TASK MATERIAL START
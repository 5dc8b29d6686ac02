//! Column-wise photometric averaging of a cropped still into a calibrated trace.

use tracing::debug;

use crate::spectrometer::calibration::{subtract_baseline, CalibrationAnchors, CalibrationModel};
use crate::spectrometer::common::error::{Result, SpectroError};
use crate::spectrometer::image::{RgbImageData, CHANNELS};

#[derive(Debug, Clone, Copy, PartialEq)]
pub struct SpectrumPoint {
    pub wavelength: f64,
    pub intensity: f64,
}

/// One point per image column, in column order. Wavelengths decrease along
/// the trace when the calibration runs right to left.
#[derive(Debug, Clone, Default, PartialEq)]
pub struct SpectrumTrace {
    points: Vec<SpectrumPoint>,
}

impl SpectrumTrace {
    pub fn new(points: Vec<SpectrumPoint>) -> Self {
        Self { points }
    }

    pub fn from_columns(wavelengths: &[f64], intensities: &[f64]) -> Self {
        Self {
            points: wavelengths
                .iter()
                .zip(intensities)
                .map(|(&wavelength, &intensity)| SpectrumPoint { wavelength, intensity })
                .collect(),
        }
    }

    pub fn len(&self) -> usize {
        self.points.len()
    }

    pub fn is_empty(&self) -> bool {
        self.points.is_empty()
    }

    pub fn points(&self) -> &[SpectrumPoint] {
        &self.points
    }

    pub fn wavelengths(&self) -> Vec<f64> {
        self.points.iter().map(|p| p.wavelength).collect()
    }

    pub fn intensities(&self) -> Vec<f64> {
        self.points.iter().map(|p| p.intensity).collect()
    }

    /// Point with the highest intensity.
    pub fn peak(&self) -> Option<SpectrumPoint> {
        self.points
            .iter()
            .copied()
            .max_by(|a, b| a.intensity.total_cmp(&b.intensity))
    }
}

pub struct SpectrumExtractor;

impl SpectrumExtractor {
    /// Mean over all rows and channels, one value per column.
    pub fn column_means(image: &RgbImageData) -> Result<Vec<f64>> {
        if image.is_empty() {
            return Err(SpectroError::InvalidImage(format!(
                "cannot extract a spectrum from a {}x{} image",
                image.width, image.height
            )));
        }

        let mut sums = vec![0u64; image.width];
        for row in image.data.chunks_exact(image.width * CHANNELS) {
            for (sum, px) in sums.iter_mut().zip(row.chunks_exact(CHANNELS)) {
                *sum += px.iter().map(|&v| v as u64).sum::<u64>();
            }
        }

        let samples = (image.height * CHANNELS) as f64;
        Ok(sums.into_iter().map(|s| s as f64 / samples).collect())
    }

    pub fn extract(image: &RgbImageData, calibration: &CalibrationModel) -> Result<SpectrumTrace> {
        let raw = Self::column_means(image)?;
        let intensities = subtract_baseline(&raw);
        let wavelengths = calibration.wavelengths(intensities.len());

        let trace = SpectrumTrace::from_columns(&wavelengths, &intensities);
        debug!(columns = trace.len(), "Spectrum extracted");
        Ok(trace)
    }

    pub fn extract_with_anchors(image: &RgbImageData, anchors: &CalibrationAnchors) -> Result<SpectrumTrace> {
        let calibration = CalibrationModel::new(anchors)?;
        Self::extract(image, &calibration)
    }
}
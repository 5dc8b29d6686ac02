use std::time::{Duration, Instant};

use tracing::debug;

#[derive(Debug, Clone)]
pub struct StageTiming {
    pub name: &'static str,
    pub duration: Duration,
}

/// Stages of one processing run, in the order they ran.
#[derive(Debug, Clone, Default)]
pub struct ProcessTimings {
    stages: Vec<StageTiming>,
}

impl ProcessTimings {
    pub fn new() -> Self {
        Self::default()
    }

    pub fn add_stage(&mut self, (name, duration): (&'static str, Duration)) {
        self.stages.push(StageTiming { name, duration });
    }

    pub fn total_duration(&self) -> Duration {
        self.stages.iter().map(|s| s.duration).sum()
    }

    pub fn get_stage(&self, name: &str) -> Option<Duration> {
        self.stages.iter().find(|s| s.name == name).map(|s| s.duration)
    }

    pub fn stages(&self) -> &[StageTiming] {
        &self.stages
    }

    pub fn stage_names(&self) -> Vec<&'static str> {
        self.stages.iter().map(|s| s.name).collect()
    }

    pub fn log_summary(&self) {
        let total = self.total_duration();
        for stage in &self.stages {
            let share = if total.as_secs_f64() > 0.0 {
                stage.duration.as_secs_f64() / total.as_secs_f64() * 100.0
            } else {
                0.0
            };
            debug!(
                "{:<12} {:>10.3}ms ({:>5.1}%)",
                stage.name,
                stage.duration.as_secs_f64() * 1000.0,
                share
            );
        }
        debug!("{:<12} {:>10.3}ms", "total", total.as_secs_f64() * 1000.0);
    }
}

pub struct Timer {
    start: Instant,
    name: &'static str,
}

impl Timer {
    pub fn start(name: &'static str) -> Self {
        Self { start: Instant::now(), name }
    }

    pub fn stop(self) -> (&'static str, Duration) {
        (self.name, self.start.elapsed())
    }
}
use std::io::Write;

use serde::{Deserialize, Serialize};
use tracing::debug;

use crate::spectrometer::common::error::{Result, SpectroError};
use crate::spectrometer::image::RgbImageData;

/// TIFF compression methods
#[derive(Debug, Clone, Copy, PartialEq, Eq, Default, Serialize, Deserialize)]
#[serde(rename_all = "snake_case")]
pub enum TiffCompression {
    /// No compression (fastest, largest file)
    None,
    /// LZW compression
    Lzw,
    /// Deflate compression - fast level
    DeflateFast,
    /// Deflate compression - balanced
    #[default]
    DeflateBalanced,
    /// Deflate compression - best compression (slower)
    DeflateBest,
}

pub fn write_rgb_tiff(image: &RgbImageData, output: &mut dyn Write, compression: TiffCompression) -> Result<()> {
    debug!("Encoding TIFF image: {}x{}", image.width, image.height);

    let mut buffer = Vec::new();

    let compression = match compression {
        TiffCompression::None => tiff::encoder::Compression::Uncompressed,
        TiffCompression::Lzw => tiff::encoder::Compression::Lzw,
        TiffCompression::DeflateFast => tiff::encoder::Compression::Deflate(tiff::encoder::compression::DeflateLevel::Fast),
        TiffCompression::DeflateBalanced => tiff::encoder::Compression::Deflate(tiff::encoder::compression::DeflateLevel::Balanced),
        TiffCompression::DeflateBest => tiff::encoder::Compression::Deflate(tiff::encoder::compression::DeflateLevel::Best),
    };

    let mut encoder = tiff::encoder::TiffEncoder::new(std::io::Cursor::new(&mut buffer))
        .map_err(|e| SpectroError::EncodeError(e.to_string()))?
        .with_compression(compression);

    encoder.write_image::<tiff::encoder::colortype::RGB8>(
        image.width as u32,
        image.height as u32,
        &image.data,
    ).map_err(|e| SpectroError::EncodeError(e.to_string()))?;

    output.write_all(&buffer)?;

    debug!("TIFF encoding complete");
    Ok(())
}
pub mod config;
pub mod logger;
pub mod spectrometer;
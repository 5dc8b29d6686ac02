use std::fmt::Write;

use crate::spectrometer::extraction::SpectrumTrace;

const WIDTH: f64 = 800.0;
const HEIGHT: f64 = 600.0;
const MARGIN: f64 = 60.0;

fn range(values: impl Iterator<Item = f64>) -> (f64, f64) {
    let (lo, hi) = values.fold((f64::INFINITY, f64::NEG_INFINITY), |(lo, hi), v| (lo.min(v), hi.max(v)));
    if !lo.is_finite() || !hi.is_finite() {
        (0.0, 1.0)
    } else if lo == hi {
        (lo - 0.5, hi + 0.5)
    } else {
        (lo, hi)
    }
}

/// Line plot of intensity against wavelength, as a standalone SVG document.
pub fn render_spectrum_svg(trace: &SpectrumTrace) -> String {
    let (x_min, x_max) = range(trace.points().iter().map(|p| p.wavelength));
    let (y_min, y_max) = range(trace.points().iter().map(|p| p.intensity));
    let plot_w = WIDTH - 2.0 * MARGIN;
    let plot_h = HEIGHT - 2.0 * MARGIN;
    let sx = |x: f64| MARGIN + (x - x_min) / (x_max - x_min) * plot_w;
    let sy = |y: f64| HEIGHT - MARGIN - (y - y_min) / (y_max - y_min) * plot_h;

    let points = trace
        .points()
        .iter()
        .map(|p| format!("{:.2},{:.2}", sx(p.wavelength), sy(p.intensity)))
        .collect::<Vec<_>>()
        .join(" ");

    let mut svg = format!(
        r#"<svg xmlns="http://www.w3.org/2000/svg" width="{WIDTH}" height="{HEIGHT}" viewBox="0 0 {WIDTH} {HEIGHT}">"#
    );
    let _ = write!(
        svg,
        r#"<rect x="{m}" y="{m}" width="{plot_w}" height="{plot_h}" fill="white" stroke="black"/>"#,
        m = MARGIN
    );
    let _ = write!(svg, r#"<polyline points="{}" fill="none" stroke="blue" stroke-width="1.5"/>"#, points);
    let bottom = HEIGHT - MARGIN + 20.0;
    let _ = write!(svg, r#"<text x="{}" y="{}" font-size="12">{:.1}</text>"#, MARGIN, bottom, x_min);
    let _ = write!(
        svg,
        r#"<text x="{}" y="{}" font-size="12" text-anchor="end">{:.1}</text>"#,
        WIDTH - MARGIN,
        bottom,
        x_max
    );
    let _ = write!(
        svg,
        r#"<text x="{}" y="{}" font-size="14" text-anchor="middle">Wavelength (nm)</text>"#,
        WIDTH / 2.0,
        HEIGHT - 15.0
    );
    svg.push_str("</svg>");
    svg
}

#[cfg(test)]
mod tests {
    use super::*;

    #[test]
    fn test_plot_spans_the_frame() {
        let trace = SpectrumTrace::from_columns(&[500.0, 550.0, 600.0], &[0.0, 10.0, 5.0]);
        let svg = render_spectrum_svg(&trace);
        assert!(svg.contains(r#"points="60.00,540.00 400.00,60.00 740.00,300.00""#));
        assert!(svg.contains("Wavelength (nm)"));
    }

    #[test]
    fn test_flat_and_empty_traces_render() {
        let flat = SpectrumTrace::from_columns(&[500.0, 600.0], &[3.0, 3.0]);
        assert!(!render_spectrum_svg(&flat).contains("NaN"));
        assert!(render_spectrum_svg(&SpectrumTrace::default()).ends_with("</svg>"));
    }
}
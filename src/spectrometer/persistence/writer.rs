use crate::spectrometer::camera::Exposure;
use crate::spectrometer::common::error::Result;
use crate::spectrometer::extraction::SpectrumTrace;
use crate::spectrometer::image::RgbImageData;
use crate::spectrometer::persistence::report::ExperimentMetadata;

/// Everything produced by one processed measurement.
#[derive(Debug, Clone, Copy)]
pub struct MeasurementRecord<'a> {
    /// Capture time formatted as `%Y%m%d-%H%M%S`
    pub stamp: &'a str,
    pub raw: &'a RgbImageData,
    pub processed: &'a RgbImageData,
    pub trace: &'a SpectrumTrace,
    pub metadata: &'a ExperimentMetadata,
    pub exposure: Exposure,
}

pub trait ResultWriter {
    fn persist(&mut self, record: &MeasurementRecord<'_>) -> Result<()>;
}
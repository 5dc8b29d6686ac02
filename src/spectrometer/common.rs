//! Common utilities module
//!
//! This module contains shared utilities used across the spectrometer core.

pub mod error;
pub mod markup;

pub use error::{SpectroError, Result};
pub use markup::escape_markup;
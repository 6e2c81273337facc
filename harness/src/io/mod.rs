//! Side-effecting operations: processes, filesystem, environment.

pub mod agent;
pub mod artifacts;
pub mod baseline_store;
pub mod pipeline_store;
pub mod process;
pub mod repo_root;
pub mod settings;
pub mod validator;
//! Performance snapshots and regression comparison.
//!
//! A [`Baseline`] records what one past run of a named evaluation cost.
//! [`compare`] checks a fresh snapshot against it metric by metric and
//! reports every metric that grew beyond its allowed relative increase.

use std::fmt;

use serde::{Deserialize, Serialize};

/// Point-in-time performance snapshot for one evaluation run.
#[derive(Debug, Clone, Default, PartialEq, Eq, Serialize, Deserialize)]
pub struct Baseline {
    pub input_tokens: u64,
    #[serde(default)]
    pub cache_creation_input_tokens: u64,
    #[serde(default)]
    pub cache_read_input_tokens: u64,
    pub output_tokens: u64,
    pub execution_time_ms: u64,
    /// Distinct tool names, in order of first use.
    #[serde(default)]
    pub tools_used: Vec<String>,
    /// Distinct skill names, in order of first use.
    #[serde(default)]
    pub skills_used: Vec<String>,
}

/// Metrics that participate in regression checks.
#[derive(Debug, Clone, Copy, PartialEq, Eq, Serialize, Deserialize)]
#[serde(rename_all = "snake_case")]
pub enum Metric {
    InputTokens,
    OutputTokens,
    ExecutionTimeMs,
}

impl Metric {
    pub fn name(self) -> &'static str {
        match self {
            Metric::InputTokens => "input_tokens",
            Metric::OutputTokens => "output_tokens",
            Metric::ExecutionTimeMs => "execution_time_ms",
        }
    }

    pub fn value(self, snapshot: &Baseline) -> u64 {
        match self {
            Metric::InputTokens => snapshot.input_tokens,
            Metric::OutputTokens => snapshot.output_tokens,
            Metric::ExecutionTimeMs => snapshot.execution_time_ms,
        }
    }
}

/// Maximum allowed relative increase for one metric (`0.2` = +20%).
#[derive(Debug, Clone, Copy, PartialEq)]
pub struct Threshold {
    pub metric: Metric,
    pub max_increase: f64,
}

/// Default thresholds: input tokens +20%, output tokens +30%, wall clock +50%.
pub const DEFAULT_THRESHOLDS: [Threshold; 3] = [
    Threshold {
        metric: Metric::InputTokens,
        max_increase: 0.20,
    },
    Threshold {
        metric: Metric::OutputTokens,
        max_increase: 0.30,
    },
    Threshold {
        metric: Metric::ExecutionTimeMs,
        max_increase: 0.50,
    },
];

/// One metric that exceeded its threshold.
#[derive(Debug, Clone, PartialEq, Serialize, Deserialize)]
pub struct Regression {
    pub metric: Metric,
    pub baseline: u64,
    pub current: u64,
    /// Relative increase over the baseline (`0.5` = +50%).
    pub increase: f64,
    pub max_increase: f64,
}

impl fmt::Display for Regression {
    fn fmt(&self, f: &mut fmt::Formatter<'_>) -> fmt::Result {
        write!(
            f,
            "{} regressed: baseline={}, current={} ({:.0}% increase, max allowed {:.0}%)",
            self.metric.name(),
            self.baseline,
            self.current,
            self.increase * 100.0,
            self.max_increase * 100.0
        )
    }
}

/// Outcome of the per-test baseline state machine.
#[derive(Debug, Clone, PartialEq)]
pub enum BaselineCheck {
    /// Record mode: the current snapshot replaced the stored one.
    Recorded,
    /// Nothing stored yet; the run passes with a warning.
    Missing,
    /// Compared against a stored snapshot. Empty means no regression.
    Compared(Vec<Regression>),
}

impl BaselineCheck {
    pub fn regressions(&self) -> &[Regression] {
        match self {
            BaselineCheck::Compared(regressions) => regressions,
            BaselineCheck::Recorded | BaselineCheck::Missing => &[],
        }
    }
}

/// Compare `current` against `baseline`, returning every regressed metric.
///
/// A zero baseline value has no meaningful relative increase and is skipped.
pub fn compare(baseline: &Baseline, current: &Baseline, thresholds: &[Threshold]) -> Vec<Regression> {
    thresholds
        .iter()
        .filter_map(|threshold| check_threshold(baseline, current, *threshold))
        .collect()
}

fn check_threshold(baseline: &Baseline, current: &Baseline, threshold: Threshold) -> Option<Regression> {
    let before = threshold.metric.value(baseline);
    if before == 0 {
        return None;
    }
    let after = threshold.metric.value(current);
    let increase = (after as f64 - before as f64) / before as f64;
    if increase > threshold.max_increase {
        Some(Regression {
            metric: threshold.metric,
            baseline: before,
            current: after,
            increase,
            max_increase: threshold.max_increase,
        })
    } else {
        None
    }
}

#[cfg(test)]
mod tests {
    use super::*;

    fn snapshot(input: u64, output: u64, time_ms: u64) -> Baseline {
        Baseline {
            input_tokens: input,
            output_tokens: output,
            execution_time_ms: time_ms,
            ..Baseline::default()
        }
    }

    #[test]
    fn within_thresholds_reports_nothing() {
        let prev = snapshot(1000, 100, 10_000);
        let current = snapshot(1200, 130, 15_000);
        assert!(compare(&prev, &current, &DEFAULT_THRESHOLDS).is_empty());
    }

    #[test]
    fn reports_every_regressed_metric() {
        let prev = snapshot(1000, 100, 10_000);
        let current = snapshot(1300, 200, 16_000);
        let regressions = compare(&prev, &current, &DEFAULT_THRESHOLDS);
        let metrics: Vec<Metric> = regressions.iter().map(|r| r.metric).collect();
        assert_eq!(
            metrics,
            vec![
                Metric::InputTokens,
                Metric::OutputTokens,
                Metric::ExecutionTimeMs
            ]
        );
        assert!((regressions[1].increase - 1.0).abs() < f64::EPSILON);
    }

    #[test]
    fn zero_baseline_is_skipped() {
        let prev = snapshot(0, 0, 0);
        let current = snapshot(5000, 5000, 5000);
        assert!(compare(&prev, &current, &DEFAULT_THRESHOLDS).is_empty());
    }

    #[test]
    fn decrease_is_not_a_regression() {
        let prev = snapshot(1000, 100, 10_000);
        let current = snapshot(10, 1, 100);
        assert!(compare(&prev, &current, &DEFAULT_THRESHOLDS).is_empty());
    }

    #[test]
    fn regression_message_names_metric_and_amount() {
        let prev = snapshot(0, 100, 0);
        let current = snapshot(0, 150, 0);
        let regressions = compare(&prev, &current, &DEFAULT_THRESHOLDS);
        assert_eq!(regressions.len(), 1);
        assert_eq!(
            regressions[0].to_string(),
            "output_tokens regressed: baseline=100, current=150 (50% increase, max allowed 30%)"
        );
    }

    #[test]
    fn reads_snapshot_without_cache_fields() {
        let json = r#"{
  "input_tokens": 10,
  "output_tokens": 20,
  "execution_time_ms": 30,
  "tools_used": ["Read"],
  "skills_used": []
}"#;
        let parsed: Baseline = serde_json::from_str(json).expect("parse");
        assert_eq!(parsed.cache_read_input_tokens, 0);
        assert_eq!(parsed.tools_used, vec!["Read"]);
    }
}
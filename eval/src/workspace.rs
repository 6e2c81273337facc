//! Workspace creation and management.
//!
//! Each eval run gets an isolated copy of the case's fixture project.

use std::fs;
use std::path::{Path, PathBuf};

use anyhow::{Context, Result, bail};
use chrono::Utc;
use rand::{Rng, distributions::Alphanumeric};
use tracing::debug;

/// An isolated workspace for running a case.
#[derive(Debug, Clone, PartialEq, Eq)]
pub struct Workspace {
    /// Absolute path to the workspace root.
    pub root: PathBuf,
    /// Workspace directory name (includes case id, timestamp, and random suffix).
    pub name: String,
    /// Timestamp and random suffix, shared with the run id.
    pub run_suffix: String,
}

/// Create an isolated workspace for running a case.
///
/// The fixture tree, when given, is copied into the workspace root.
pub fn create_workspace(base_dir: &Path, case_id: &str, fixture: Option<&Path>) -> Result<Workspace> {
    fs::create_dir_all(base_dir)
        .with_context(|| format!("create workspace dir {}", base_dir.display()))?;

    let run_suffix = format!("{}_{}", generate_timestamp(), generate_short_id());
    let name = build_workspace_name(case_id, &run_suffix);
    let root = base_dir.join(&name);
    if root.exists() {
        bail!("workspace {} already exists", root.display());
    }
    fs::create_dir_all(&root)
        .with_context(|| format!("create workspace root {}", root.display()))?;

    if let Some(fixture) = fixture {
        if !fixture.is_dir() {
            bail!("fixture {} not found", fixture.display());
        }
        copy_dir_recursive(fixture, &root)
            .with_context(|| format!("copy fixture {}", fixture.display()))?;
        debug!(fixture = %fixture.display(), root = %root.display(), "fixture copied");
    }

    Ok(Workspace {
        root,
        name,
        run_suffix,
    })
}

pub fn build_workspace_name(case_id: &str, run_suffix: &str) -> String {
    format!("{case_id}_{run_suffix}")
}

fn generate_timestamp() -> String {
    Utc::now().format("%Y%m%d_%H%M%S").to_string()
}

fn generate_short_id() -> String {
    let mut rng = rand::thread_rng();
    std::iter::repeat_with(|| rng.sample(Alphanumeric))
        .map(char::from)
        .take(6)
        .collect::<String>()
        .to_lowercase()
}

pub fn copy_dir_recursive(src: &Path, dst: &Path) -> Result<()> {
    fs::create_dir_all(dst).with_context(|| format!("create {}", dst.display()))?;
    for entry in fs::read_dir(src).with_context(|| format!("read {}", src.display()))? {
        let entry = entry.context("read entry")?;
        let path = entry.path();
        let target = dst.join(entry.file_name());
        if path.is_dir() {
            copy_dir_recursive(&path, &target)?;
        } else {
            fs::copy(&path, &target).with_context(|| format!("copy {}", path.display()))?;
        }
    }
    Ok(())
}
TASK MATERIAL END
- _EXERCISE DETAILS_:
Return one number, the count of lines in the records holding the word "Alphanumeric".

- _FINISHED TASK_:
2